2006, p. 171-186). Selon cet auteur, l’exercice de l’autorité de l’enseignant n’est donc pas seulement lié aux savoirs notamment disciplinaires dont il dispose. Il est aussi dépendant de sa capacité à organiser les apprentissages. A ce titre, l’auteur considère que l’approche socio- constructiviste, c’est-à-dire l’une des théories de l’apprentissage, est à privilégier car elle considère que l’enfant construit ses savoirs au cœur de situations chargées d’interactions avec l’enseignant mais aussi et surtout avec ses pairs. L’autorité des savoirs n’est donc plus l’apanage du seul enseignant. Elle est en quelque sorte pour partie déléguée au groupe classe. Les choix d’organisation pédagogique qui en découlent permettent de ne plus seulement considérer que l’enfant est directement dépendant de l’adulte. Ils donnent par-là même du crédit au processus d’autonomisation par l’organisation de la situation. Meirieu (2007) rejoint ce point de vue en préconisant, quant à lui, deux piliers pédagogiques que sont la démarche expérimentale et la recherche documentaire. Selon l’auteur, elles permettent toutes deux à l’enfant de se dégager de la « toute-puissance » de l’adulte enseignant en se confrontant à la réalité de la situation et d’y construire par lui-même les savoirs.
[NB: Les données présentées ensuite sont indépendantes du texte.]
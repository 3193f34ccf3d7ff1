//! File pipeline orchestrator
//!
//! Drives one file through resolve -> scan -> mask -> export, and
//! coordinates a fixed-size worker pool across many files. Files are
//! masked independently; the mapping store is the only shared mutable
//! resource.

use std::collections::HashSet;
use std::path::PathBuf;
use std::sync::Arc;
use std::sync::atomic::{AtomicBool, Ordering};
use std::time::Instant;

use tokio::sync::Semaphore;
use tokio::task::JoinSet;
use tracing::{debug, error, info, warn};
use uuid::Uuid;

use traceveil_core::{Catalog, Category, Error, MaskingMapping, Result};
use traceveil_engine::{Masker, Replacement, apply_replacements, resolve_preset, scan};
use traceveil_observability::Metrics;
use traceveil_store::{MappingExport, MappingStore};

use crate::atomic::AtomicWriter;
use crate::export_writer::write_export;
use crate::state::{FileReport, FileState};

/// One file queued for masking
#[derive(Debug, Clone)]
pub struct FileJob {
    pub file_id: String,
    pub input_path: PathBuf,
    pub product_id: String,
}

impl FileJob {
    pub fn new(
        file_id: impl Into<String>,
        input_path: impl Into<PathBuf>,
        product_id: impl Into<String>,
    ) -> Self {
        Self {
            file_id: file_id.into(),
            input_path: input_path.into(),
            product_id: product_id.into(),
        }
    }

    /// Derive the file id from the input path's stem
    pub fn from_path(input_path: impl Into<PathBuf>, product_id: impl Into<String>) -> Self {
        let input_path = input_path.into();
        let file_id = input_path
            .file_stem()
            .and_then(|stem| stem.to_str())
            .map(str::to_string)
            .unwrap_or_else(|| Uuid::new_v4().to_string());

        Self {
            file_id,
            input_path,
            product_id: product_id.into(),
        }
    }
}

/// Pipeline configuration
#[derive(Debug, Clone)]
pub struct PipelineConfig {
    /// Fixed worker pool size for concurrent files
    pub workers: usize,
    /// Directory masked output files are written to
    pub out_dir: PathBuf,
    /// Directory mapping export artifacts are written to; None disables
    /// export
    pub export_dir: Option<PathBuf>,
}

impl PipelineConfig {
    pub fn new(out_dir: impl Into<PathBuf>) -> Self {
        Self {
            workers: 4,
            out_dir: out_dir.into(),
            export_dir: None,
        }
    }
}

/// Cooperative cancellation handle
///
/// Cancelling moves every in-flight file directly to `Failed` at its next
/// step boundary; partially computed substitutions are discarded and no
/// output is written.
#[derive(Debug, Clone, Default)]
pub struct CancelToken(Arc<AtomicBool>);

impl CancelToken {
    pub fn new() -> Self {
        Self::default()
    }

    pub fn cancel(&self) {
        self.0.store(true, Ordering::SeqCst);
    }

    pub fn is_cancelled(&self) -> bool {
        self.0.load(Ordering::SeqCst)
    }
}

/// The file pipeline orchestrator
#[derive(Clone)]
pub struct Pipeline {
    catalog: Arc<Catalog>,
    store: Arc<dyn MappingStore>,
    masker: Masker,
    metrics: Metrics,
    config: PipelineConfig,
}

impl Pipeline {
    pub fn new(
        catalog: Arc<Catalog>,
        store: Arc<dyn MappingStore>,
        metrics: Metrics,
        config: PipelineConfig,
    ) -> Self {
        let masker = Masker::from_options(catalog.options());
        Self {
            catalog,
            store,
            masker,
            metrics,
            config,
        }
    }

    /// Run one file through the pipeline to a terminal state
    pub async fn run_file(&self, job: &FileJob, cancel: &CancelToken) -> FileReport {
        let mut report = FileReport {
            file_id: job.file_id.clone(),
            input_path: job.input_path.clone(),
            state: FileState::Received,
            preset_id: None,
            candidate_count: 0,
            mappings_created: 0,
            output_path: None,
            export_path: None,
        };

        match self.process(job, cancel, &mut report).await {
            Ok(()) => {
                report.state = FileState::Completed;
                self.metrics
                    .files_processed
                    .with_label_values(&["completed"])
                    .inc();
                info!(
                    file_id = %job.file_id,
                    candidates = report.candidate_count,
                    mappings_created = report.mappings_created,
                    "file completed"
                );
            }
            Err(e) => {
                self.metrics
                    .files_processed
                    .with_label_values(&["failed"])
                    .inc();
                warn!(file_id = %job.file_id, state = %report.state, error = %e, "file failed");
                report.state = FileState::Failed {
                    reason: e.to_string(),
                };
            }
        }

        report
    }

    async fn process(
        &self,
        job: &FileJob,
        cancel: &CancelToken,
        report: &mut FileReport,
    ) -> Result<()> {
        let text = tokio::fs::read_to_string(&job.input_path).await?;
        self.ensure_live(cancel)?;

        let preset = resolve_preset(&self.catalog, &job.product_id, &text)?;
        report.preset_id = Some(preset.id.clone());
        report.state = FileState::PresetResolved;
        self.ensure_live(cancel)?;

        let scan_started = Instant::now();
        let candidates = scan(&text, preset, self.catalog.exceptions());
        self.metrics
            .scan_duration_seconds
            .observe(scan_started.elapsed().as_secs_f64());
        for candidate in &candidates {
            self.metrics
                .candidates_found
                .with_label_values(&[candidate.category.as_str()])
                .inc();
        }
        report.candidate_count = candidates.len();
        report.state = FileState::Scanned;
        debug!(file_id = %job.file_id, candidates = candidates.len(), "scan complete");
        self.ensure_live(cancel)?;

        // Resolve every candidate through the mapping store before touching
        // the output: the substitution is computed from the full list.
        let mut replacements = Vec::with_capacity(candidates.len());
        let mut exported: Vec<MaskingMapping> = Vec::new();
        let mut seen: HashSet<(Category, String)> = HashSet::new();

        for candidate in &candidates {
            self.ensure_live(cancel)?;

            let masked =
                self.masker
                    .mask_value(&candidate.category, &candidate.value, &candidate.action);
            let outcome = self
                .store
                .lookup_or_create(&candidate.category, &candidate.value, &masked)
                .await?;

            if outcome.created {
                report.mappings_created += 1;
                self.metrics
                    .mappings_created
                    .with_label_values(&[candidate.category.as_str()])
                    .inc();
            }

            replacements.push(Replacement {
                start: candidate.start,
                end: candidate.end,
                masked: outcome.mapping.masked_value.clone(),
            });

            let key = (
                outcome.mapping.category.clone(),
                outcome.mapping.original_value.clone(),
            );
            if seen.insert(key) {
                exported.push(outcome.mapping);
            }
        }

        let output = apply_replacements(&text, &replacements);
        self.ensure_live(cancel)?;

        let file_name = job
            .input_path
            .file_name()
            .ok_or_else(|| Error::Config(format!("input path has no file name: {}", job.input_path.display())))?;
        let output_path = self.config.out_dir.join(file_name);

        let mut writer = AtomicWriter::new(&output_path)?;
        writer.write(output.as_bytes())?;
        writer.commit()?;
        report.output_path = Some(output_path);
        report.state = FileState::Masked;

        if let Some(export_dir) = &self.config.export_dir {
            let export = MappingExport::new(&job.file_id, &job.product_id, exported);
            let export_path = write_export(export_dir, &export)?;
            report.export_path = Some(export_path);
            report.state = FileState::MappingExported;
        }

        Ok(())
    }

    fn ensure_live(&self, cancel: &CancelToken) -> Result<()> {
        if cancel.is_cancelled() {
            Err(Error::Cancelled)
        } else {
            Ok(())
        }
    }

    /// Process many files concurrently through the fixed-size worker pool.
    ///
    /// Reports come back in input order regardless of completion order.
    pub async fn run_many(&self, jobs: Vec<FileJob>, cancel: &CancelToken) -> Vec<FileReport> {
        let semaphore = Arc::new(Semaphore::new(self.config.workers.max(1)));
        let mut join_set = JoinSet::new();

        for (index, job) in jobs.into_iter().enumerate() {
            let pipeline = self.clone();
            let semaphore = Arc::clone(&semaphore);
            let cancel = cancel.clone();

            join_set.spawn(async move {
                let _permit = semaphore
                    .acquire_owned()
                    .await
                    .expect("worker semaphore closed");
                let report = pipeline.run_file(&job, &cancel).await;
                (index, report)
            });
        }

        let mut indexed = Vec::new();
        while let Some(joined) = join_set.join_next().await {
            match joined {
                Ok(pair) => indexed.push(pair),
                Err(e) => error!(error = %e, "pipeline worker panicked"),
            }
        }

        indexed.sort_by_key(|(index, _)| *index);
        indexed.into_iter().map(|(_, report)| report).collect()
    }
}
Afin de favoriser les apprentissages, l’enseignant doit tout de même penser ses dispositifs afin de créer un cadre contenant, sécurisant, bienveillant et juste permettant

d’accueillir l’élève dans le groupe classe et lui faire sa propre place. Cela peut passer, par exemple, par la pédagogie du projet. Ainsi, « par le projet, l’enfant et l’adolescent

apprennent à s’émanciper de l’autorité-emprise et à respecter et critiquer à la fois […] l’autorité légitime qui s’exprime aussi bien à travers les lois fondamentales sans lesquelles aucun collectif humain ne peut survivre (interdit de l’inceste, interdit de violence, interdit de nuire), l’héritage du passé… » (Meirieu, 2007, p. 25-36). Par ailleurs, il est nécessaire que

l’enfant puisse se confronter à l’autre, adulte mais aussi pair. Des dispositifs favorisant la coopération entre pairs sont donc nécessaires car ils favorisent la confrontation et « l’enfant a

besoin de se confronter à ses pairs pour se construire psychologiquement, socialement et intellectuellement. Il a aussi besoin de se confronter à ses éducateurs car c’est en s’opposant qu’il se pose» (Prairat, 2010b, p.116). Cela lui permet dans un premier temps de se dégager

du moment présent, de l’illusion d’un groupe fusionnel qui entrave l’émancipation et favorise par la suite la rencontre avec l’autre.